The authors developed a method that adapts the context of the LLM by including group information and optimizes the worst-case alignment performance across all groups. GRPO follows a reward-free framework similar to previous direct preference optimization methods but introduces a robustness component to handle diverse preference distributions.

Key steps in the proposed methodology include:

Problem Formulation: The optimization problem is defined to minimize the worst-case cumulative loss across multiple groups.
Algorithm: An alternating optimization algorithm is proposed where group weights and the policy are updated iteratively using a mirror descent approach.
Theoretical Analysis: The paper examines the convergence properties of the GRPO algorithm for log-linear policy classes, providing rigorous mathematical proofs.

Theoretical and Empirical Findings

Theoretical findings indicate that the GRPO algorithm converges and robustly handles the worst-case scenarios in terms of group loss. Empirical evaluations on both synthetic and real-world datasets demonstrate the superiority of GRPO over traditional, non-robust methods.

Synthetic Data Results

In the synthetic experiments, various scenarios were tested, such as groups with the same response distributions but different sizes, or groups with different response distributions. GRPO consistently outperformed baseline methods, achieving lower worst-case validation losses and reward errors. Particularly in scenarios with imbalanced group sizes and differing responses, the GRPO method showed significant robustness and improved group-level performance.

Real-World Data Results

In the real-world experiments involving GlobalOpinionQA, GRPO was applied to align the Gemma-2B model to the preferences of survey participants from different countries. GRPO markedly reduced loss imbalances among groups and improved performance for the worst-off groups, achieving higher accuracy in preference alignment. This outcome illustrates the practical viability of GRPO in addressing diverse global opinions.

Implications and Future Directions

The implications of the research are multifold:

Fairness: By ensuring equitable performance across all groups, the proposed method addresses potential biases in LLM fine-tuning.
Customization: GRPO provides a framework for task-specific customization of LLMs catering to diverse demographic preferences without disadvantaging any particular subset.
Scalability: The adaptive weighting mechanism is scalable and can be integrated into existing RLHF pipelines efficiently.
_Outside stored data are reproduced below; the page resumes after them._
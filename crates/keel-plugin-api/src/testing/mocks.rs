//! Mock implementations for testing

use crate::context::HostContext;
use crate::error::Result;
use crate::message::SecurityViolation;
use crate::plugin::{HealthStatus, Plugin};
use crate::PluginError;
use async_trait::async_trait;
use std::sync::{Arc, Mutex};

/// Shared, ordered record of `"<plugin>:<call>"` entries
pub type CallLog = Arc<Mutex<Vec<String>>>;

/// Mock plugin that records every lifecycle call
#[derive(Debug, Clone)]
pub struct MockPlugin {
    name: String,
    log: CallLog,
    fail_init: bool,
    fail_update: bool,
    context: Arc<Mutex<Option<Arc<dyn HostContext>>>>,
}

impl MockPlugin {
    /// Create a new mock plugin with its own log
    pub fn new(name: impl Into<String>) -> Self {
        Self::with_log(name, Arc::new(Mutex::new(Vec::new())))
    }

    /// Create a mock plugin writing into a shared log
    pub fn with_log(name: impl Into<String>, log: CallLog) -> Self {
        Self {
            name: name.into(),
            log,
            fail_init: false,
            fail_update: false,
            context: Arc::new(Mutex::new(None)),
        }
    }

    /// Make `initialize` fail
    pub fn failing_init(mut self) -> Self {
        self.fail_init = true;
        self
    }

    /// Make `update` fail
    pub fn failing_update(mut self) -> Self {
        self.fail_update = true;
        self
    }

    /// The log this mock writes to
    pub fn log(&self) -> CallLog {
        Arc::clone(&self.log)
    }

    /// Recorded calls so far
    pub fn calls(&self) -> Vec<String> {
        self.log.lock().unwrap().clone()
    }

    /// Number of recorded calls named `call` for this plugin
    pub fn call_count(&self, call: &str) -> usize {
        let entry = format!("{}:{}", self.name, call);
        self.log
            .lock()
            .unwrap()
            .iter()
            .filter(|e| **e == entry)
            .count()
    }

    /// Context received in `initialize`, if any
    pub fn context(&self) -> Option<Arc<dyn HostContext>> {
        self.context.lock().unwrap().clone()
    }

    fn record(&self, call: &str) {
        self.log
            .lock()
            .unwrap()
            .push(format!("{}:{}", self.name, call));
    }
}

#[async_trait]
impl Plugin for MockPlugin {
    fn name(&self) -> &str {
        &self.name
    }

    async fn initialize(&mut self, context: Arc<dyn HostContext>) -> Result<()> {
        self.record("initialize");
        if self.fail_init {
            return Err(PluginError::init("mock configured to fail"));
        }
        *self.context.lock().unwrap() = Some(context);
        Ok(())
    }

    async fn shutdown(&mut self) -> Result<()> {
        self.record("shutdown");
        Ok(())
    }

    fn update(&mut self, _delta_time: f64) -> Result<()> {
        self.record("update");
        if self.fail_update {
            return Err(PluginError::runtime("mock update failure"));
        }
        Ok(())
    }

    async fn pause(&mut self) -> Result<()> {
        self.record("pause");
        Ok(())
    }

    async fn resume(&mut self) -> Result<()> {
        self.record("resume");
        Ok(())
    }

    fn on_security_violation(&mut self, _violation: &SecurityViolation) {
        self.record("violation");
    }

    async fn health_check(&self) -> Result<HealthStatus> {
        Ok(HealthStatus::Healthy)
    }
}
Future research directions may involve exploring the application of GRPO in different domains, such as vision and speech processing, where similar preference heterogeneity issues exist. Investigating trade-offs between worst-case and average-case performance to balance overall model efficacy could also be a significant area of exploration. Additionally, extending the theoretical framework to more complex neural architectures and larger scale datasets would provide further validation of GRPO's robustness.

Conclusion

The GRPO method represents a substantive advancement in the field of reward-free RLHF by addressing the critical issue of alignment with diverse user group preferences. The theoretical foundation and empirical validation provided in this paper underscore the potential of GRPO to enhance the fairness and effectiveness of LLM fine-tuning. Researchers and practitioners can build upon this work to develop more inclusive AI systems that better serve the needs of varied user populations.